Talk about eye opener!

Alot of people are focusing on the people living in the houses,  how many children they each had etc.......... no one is really talking about the state of the houses.

Cold, damp with black mold on the ceiling,  walls and window cills.  The question i want to know is are these privately owned houses or are these the government houses?

If they are government housing then i would expect them to be at least insulated! Just your basic living..... houses in general should not be built without insulation. 

This made me start thinking about Government housing. obviously the people who live there need too. They can just afford the basics.

The houses are built for people who cant afford much and yet i see the land around the houses are usually barren.

Here is my idea.

Goverment houses should all have fruit tree's established on them!  Imagine living in poverty in a state owned house,  not having much food but being able to go into your own back yard and have a feed of the fruit that has grown.

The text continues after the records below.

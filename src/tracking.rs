use crate::config::AppConfig;
use crate::gestures::ManipulationState;
use bevy::input::mouse::{AccumulatedMouseMotion, AccumulatedMouseScroll};
use bevy::prelude::*;
use bevy::window::{CursorGrabMode, CursorOptions, PrimaryWindow, Window};
use bevy_rapier3d::prelude::Collider;

pub const ROOM_HALF_EXTENT: f32 = 4.0;
pub const WALL_HALF_HEIGHT: f32 = 1.5;

#[derive(Debug, Clone, Copy, PartialEq, Eq)]
pub enum PlaneOrientation {
    Horizontal,
    Vertical,
}

/// A flat surface the tracking layer has recognized as a placement
/// target. The entity's local +Y axis is the plane normal; content is
/// anchored within `half_extents` of its origin.
#[derive(Component, Debug, Clone, Copy)]
pub struct DetectedPlane {
    pub orientation: PlaneOrientation,
    pub half_extents: Vec2,
}

#[derive(Component)]
pub struct MainCamera;

#[derive(Resource)]
pub struct OrbitCameraState {
    pub target: Vec3,
    pub distance: f32,
    pub yaw: f32,
    pub pitch: f32,
    pub min_distance: f32,
    pub max_distance: f32,
}

impl Default for OrbitCameraState {
    fn default() -> Self {
        Self {
            target: Vec3::new(0.0, 0.6, 0.0),
            distance: 5.0,
            yaw: std::f32::consts::FRAC_PI_2,
            pitch: -0.35,
            min_distance: 0.5,
            max_distance: 18.0,
        }
    }
}

#[derive(Resource, Default)]
pub struct UiInteractionState {
    pub wants_pointer_input: bool,
    pub wants_keyboard_input: bool,
}

#[derive(Resource, Default)]
pub struct MouseCaptureState {
    pub active: bool,
    pub restore_position: Option<Vec2>,
}

/// Build the tracked room the camera looks into: a floor and two walls,
/// tagged as detected planes according to the configured detection
/// mode. With scene reconstruction enabled the surfaces also carry
/// collision volumes.
pub fn setup_tracked_room(
    mut commands: Commands,
    mut meshes: ResMut<Assets<Mesh>>,
    mut materials: ResMut<Assets<StandardMaterial>>,
    config: Res<AppConfig>,
) {
    commands.spawn((Camera3d::default(), Transform::default(), MainCamera));

    commands.spawn((
        DirectionalLight {
            shadows_enabled: true,
            illuminance: 18_000.0,
            ..default()
        },
        Transform::from_xyz(6.0, 10.0, 4.0).looking_at(Vec3::ZERO, Vec3::Y),
    ));

    let floor_mat = materials.add(StandardMaterial {
        base_color: Color::srgb(0.42, 0.4, 0.37),
        perceptual_roughness: 0.95,
        ..default()
    });
    let wall_mat = materials.add(StandardMaterial {
        base_color: Color::srgb(0.62, 0.6, 0.56),
        perceptual_roughness: 0.9,
        ..default()
    });

    let detect = config.plane_detection;
    spawn_surface(
        &mut commands,
        &mut meshes,
        floor_mat,
        Transform::IDENTITY,
        Vec2::splat(ROOM_HALF_EXTENT),
        PlaneOrientation::Horizontal,
        detect.horizontal(),
        config.scene_reconstruction,
    );

    // Back wall, normal facing into the room (+Z).
    spawn_surface(
        &mut commands,
        &mut meshes,
        wall_mat.clone(),
        Transform::from_xyz(0.0, WALL_HALF_HEIGHT, -ROOM_HALF_EXTENT)
            .with_rotation(Quat::from_rotation_x(std::f32::consts::FRAC_PI_2)),
        Vec2::new(ROOM_HALF_EXTENT, WALL_HALF_HEIGHT),
        PlaneOrientation::Vertical,
        detect.vertical(),
        config.scene_reconstruction,
    );

    // Left wall, normal facing into the room (+X).
    spawn_surface(
        &mut commands,
        &mut meshes,
        wall_mat,
        Transform::from_xyz(-ROOM_HALF_EXTENT, WALL_HALF_HEIGHT, 0.0)
            .with_rotation(Quat::from_rotation_z(-std::f32::consts::FRAC_PI_2)),
        Vec2::new(WALL_HALF_HEIGHT, ROOM_HALF_EXTENT),
        PlaneOrientation::Vertical,
        detect.vertical(),
        config.scene_reconstruction,
    );
}

#[allow(clippy::too_many_arguments)]
fn spawn_surface(
    commands: &mut Commands,
    meshes: &mut ResMut<Assets<Mesh>>,
    material: Handle<StandardMaterial>,
    transform: Transform,
    half_extents: Vec2,
    orientation: PlaneOrientation,
    detected: bool,
    reconstruct: bool,
) {
    const SLAB_HALF_THICKNESS: f32 = 0.03;

    let surface = commands
        .spawn((transform, Visibility::default()))
        .with_children(|parent| {
            let mut slab = parent.spawn((
                Mesh3d(meshes.add(Cuboid::new(
                    half_extents.x * 2.0,
                    SLAB_HALF_THICKNESS * 2.0,
                    half_extents.y * 2.0,
                ))),
                MeshMaterial3d(material),
                Transform::from_xyz(0.0, -SLAB_HALF_THICKNESS, 0.0),
            ));
            if reconstruct {
                slab.insert(Collider::cuboid(
                    half_extents.x,
                    SLAB_HALF_THICKNESS,
                    half_extents.y,
                ));
            }
        })
        .id();

    if detected {
        commands.entity(surface).insert(DetectedPlane {
            orientation,
            half_extents,
        });
    }
}

pub fn orbit_camera_system(
    mouse_motion: Res<AccumulatedMouseMotion>,
    mouse_scroll: Res<AccumulatedMouseScroll>,
    mouse_buttons: Res<ButtonInput<MouseButton>>,
    windows: Query<&Window, With<PrimaryWindow>>,
    ui_state: Res<UiInteractionState>,
    manipulation: Res<ManipulationState>,
    mut orbit: ResMut<OrbitCameraState>,
    mut camera_query: Query<&mut Transform, With<MainCamera>>,
) {
    let mouse_delta = Vec2::new(mouse_motion.delta.x, -mouse_motion.delta.y);
    let scroll_delta = zoom_delta(mouse_scroll.delta.y, manipulation.wheel_captured);

    let pointer_in_window = windows
        .single()
        .ok()
        .and_then(|w| w.cursor_position())
        .is_some();
    let can_capture_mouse =
        pointer_in_window && !ui_state.wants_pointer_input && !manipulation.is_active();

    if can_capture_mouse {
        if mouse_buttons.pressed(MouseButton::Right) && mouse_delta.length_squared() > 0.0 {
            orbit.yaw -= mouse_delta.x * 0.006;
            orbit.pitch = (orbit.pitch + mouse_delta.y * 0.006).clamp(-1.45, 1.45);
        }

        if mouse_buttons.pressed(MouseButton::Middle) && mouse_delta.length_squared() > 0.0 {
            let forward = camera_forward(orbit.yaw, orbit.pitch);
            let mut right = forward.cross(Vec3::Y);
            if right.length_squared() < 1e-6 {
                right = Vec3::X;
            }
            right = right.normalize();
            let up = right.cross(forward).normalize_or_zero();

            let pan_scale = orbit.distance * 0.0018;
            orbit.target += (-mouse_delta.x * right + mouse_delta.y * up) * pan_scale;
        }

        if scroll_delta.abs() > f32::EPSILON {
            let zoom_factor = (1.0 - scroll_delta * 0.10).clamp(0.2, 5.0);
            orbit.distance =
                (orbit.distance * zoom_factor).clamp(orbit.min_distance, orbit.max_distance);
        }
    }

    let forward = camera_forward(orbit.yaw, orbit.pitch);
    let camera_position = orbit.target - forward * orbit.distance;

    for mut transform in &mut camera_query {
        *transform = Transform::from_translation(camera_position).looking_at(orbit.target, Vec3::Y);
    }
}

pub fn sync_mouse_capture(
    mouse_buttons: Res<ButtonInput<MouseButton>>,
    ui_state: Res<UiInteractionState>,
    manipulation: Res<ManipulationState>,
    mut capture_state: ResMut<MouseCaptureState>,
    mut window_query: Query<(&mut Window, &mut CursorOptions), With<PrimaryWindow>>,
) {
    let Ok((mut window, mut cursor_options)) = window_query.single_mut() else {
        return;
    };

    let orbiting =
        mouse_buttons.pressed(MouseButton::Right) || mouse_buttons.pressed(MouseButton::Middle);
    let pointer_in_window = window.cursor_position().is_some();
    let should_capture = window.focused
        && orbiting
        && pointer_in_window
        && !ui_state.wants_pointer_input
        && !manipulation.is_active();

    if should_capture {
        if !capture_state.active {
            capture_state.restore_position = window.cursor_position();
            capture_state.active = true;
        }
        cursor_options.visible = false;
        cursor_options.grab_mode = CursorGrabMode::Locked;
    } else {
        if capture_state.active
            && let Some(pos) = capture_state.restore_position.take()
        {
            window.set_cursor_position(Some(pos));
        }
        capture_state.active = false;
        cursor_options.visible = true;
        cursor_options.grab_mode = CursorGrabMode::None;
    }
}

/// The wheel drives one thing per frame: a scroll the gesture layer
/// already spent scaling a model never also zooms the camera.
fn zoom_delta(scroll_delta: f32, wheel_captured: bool) -> f32 {
    if wheel_captured { 0.0 } else { scroll_delta }
}

fn camera_forward(yaw: f32, pitch: f32) -> Vec3 {
    Vec3::new(
        yaw.cos() * pitch.cos(),
        pitch.sin(),
        yaw.sin() * pitch.cos(),
    )
    .normalize_or_zero()
}

#[cfg(test)]
mod tests {
    use super::*;
    use approx::assert_relative_eq;

    #[test]
    fn camera_forward_is_unit_length() {
        let forward = camera_forward(1.2, -0.4);
        assert_relative_eq!(forward.length(), 1.0, epsilon = 1e-5);
    }

    #[test]
    fn level_camera_looks_along_the_yaw_direction() {
        let forward = camera_forward(0.0, 0.0);
        assert_relative_eq!(forward.x, 1.0, epsilon = 1e-5);
        assert_relative_eq!(forward.y, 0.0, epsilon = 1e-5);
    }

    #[test]
    fn wheel_spent_on_a_model_does_not_zoom() {
        assert_relative_eq!(zoom_delta(1.5, true), 0.0);
        assert_relative_eq!(zoom_delta(1.5, false), 1.5);
        assert_relative_eq!(zoom_delta(-0.5, true), 0.0);
    }
}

I grew up raiding our fruit trees. weeks and weeks of plums, apples, grapes and fijoias. This not only saves parents a bit of money but it also helps children get their fruit intake.

Even in public places like a park having a section of fruit trees for the kids. of course this would be hard to manage but wouldnt it be magnificent being able to play at a park and then grab some peaches before heading home.

This is inline of having a community garden,  which i am sure is a huge undertaking as gardens need alot of work.

What about schools, schools could have fruit trees?

Oh i could go on..... no child should go hungry,  live in sub standard houses especially in a country like New Zealand. I feel ashamed to say i am a New Zealander for this one fact.

What ever government gets in i hope they take this seriously.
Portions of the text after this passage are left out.